▸ Task to carry out
Search the records for the string "false" and return each line that has it.

▸ Records shown
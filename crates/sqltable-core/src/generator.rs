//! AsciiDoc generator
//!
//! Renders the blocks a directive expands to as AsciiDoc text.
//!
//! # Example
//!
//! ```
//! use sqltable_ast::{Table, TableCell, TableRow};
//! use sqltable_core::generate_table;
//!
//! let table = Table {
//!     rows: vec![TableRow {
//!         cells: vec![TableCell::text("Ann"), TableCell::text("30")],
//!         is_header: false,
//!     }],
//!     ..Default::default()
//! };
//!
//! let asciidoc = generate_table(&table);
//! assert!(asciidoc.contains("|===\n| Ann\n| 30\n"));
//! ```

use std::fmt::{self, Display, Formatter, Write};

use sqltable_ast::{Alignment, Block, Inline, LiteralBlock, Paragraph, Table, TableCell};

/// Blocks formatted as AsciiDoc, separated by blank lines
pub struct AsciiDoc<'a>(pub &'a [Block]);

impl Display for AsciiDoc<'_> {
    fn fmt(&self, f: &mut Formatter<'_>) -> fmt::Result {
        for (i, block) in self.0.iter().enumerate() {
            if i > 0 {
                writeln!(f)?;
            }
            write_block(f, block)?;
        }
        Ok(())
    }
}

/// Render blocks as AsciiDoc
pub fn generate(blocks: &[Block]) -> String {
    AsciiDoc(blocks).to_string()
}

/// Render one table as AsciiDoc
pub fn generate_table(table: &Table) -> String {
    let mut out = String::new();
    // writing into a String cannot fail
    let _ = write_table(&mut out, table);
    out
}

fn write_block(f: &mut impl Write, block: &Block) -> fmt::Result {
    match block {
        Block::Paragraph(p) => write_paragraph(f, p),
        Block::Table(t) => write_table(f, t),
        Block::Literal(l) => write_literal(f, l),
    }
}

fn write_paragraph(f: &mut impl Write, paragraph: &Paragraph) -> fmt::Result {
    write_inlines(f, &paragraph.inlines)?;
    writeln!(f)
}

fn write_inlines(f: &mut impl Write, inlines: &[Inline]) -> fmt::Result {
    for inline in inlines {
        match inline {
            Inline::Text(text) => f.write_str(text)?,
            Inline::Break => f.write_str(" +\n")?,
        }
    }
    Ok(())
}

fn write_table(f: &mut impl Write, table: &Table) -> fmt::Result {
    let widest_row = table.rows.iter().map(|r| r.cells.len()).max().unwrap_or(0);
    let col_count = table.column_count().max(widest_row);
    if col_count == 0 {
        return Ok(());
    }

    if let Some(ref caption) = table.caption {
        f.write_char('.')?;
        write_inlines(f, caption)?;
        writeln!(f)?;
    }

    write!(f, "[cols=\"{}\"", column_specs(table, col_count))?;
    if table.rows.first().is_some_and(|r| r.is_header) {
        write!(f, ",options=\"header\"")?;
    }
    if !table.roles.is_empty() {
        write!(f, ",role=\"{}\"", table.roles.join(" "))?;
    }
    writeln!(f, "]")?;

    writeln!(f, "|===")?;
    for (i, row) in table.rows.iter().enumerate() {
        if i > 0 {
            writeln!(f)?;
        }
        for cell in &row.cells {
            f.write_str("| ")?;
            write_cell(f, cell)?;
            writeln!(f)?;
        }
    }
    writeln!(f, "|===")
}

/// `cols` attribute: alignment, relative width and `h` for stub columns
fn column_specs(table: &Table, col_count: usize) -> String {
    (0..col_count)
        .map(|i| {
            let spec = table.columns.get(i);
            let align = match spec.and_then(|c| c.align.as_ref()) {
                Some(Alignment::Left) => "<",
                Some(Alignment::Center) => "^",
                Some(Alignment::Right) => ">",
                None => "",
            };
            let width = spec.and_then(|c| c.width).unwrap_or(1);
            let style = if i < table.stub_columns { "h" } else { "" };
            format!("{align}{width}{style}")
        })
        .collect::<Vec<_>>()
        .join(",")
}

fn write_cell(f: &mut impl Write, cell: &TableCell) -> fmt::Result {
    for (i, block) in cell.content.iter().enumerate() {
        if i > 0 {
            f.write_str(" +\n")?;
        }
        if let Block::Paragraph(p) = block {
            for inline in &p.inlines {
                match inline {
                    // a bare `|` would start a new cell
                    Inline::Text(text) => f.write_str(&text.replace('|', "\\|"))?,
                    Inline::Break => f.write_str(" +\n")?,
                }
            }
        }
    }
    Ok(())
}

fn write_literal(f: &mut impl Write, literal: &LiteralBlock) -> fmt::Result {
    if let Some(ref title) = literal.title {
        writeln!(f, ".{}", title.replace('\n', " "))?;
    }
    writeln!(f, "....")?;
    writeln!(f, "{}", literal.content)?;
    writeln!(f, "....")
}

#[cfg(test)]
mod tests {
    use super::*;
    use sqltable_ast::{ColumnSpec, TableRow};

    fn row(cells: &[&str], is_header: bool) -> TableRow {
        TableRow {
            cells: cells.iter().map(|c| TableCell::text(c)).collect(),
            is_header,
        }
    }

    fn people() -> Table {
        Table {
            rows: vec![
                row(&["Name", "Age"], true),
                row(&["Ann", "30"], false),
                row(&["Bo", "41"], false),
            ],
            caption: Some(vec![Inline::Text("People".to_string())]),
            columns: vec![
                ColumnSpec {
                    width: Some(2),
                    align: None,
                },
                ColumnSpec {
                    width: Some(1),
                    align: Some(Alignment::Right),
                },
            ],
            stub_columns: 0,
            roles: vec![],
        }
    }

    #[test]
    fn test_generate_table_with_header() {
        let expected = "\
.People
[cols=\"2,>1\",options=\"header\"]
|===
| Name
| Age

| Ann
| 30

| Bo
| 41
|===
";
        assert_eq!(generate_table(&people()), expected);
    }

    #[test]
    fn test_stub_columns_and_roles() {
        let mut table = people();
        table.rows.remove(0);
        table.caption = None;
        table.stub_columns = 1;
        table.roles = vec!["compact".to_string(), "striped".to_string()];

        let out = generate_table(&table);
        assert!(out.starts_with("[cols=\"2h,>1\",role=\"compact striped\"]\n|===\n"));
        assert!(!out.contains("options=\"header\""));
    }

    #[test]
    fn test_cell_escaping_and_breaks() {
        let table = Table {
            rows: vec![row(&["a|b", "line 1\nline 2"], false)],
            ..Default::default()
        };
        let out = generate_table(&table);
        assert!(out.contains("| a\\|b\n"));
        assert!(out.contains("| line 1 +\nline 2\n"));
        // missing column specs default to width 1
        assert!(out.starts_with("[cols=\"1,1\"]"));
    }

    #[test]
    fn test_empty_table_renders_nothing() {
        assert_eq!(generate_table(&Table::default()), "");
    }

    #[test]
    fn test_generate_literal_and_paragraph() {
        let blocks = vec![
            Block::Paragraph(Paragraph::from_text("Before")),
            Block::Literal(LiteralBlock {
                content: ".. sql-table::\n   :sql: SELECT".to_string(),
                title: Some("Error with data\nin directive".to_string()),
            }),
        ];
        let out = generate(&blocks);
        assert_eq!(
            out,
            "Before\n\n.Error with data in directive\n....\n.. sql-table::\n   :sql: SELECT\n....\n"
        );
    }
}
--
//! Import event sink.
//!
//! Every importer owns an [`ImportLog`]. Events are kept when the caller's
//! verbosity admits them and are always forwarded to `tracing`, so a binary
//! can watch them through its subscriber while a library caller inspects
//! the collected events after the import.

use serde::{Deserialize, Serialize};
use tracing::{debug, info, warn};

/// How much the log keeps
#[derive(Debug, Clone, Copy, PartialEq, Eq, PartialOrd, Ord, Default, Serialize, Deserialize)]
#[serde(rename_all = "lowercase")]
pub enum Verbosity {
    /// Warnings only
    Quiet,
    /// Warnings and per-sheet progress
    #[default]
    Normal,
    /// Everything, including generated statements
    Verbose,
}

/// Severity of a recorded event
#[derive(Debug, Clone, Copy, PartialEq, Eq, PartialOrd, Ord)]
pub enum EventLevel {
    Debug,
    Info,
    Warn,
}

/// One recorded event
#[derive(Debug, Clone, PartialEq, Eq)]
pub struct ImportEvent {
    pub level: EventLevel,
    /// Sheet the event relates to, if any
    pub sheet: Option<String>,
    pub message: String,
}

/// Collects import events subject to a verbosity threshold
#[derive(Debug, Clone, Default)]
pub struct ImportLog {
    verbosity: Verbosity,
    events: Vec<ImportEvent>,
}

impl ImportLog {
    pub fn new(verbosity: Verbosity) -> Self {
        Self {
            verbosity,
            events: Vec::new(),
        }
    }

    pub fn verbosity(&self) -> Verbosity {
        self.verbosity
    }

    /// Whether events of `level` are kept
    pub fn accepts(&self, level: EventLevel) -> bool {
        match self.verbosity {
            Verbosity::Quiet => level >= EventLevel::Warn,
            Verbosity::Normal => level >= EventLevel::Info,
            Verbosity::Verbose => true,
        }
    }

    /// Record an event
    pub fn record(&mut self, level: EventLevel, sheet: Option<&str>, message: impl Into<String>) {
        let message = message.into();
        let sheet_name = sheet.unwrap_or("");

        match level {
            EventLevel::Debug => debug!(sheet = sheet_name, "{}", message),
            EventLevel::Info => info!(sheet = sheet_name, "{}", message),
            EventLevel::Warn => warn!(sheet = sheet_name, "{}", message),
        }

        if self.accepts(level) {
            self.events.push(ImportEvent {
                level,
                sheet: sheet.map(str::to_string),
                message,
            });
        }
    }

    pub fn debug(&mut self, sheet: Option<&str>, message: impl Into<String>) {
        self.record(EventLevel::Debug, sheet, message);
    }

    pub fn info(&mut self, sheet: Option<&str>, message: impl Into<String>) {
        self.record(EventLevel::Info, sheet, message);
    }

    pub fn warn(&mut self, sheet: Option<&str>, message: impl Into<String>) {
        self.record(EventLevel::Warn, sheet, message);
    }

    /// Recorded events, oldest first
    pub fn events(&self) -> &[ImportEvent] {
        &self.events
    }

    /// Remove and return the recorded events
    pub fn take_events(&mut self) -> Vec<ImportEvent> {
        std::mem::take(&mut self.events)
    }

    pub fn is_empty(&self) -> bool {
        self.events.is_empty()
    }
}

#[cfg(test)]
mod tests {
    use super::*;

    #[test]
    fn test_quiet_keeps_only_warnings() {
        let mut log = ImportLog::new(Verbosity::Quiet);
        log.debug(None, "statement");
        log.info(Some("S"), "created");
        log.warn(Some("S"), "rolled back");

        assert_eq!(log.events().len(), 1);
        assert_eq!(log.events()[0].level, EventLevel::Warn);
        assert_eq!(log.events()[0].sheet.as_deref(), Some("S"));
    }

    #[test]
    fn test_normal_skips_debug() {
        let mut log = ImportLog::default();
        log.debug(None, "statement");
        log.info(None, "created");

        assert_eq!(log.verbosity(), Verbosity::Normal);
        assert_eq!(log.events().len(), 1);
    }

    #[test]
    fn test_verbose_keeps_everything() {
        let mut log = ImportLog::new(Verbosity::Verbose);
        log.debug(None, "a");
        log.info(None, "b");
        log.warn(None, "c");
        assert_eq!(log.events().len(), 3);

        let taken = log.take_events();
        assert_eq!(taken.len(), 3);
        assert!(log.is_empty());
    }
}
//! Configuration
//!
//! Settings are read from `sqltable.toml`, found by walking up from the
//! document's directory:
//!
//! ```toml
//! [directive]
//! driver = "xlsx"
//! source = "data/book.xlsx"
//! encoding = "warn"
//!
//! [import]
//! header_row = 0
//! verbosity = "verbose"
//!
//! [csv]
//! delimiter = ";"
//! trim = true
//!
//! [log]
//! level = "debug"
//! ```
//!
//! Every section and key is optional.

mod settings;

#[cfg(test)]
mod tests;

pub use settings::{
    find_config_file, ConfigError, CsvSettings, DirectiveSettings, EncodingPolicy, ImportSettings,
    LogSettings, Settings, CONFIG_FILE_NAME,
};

▸ Solution for this exercise
//!         is_header: false,
                row(&["Ann", "30"], false),
                row(&["Bo", "41"], false),
            rows: vec![row(&["a|b", "line 1\nline 2"], false)],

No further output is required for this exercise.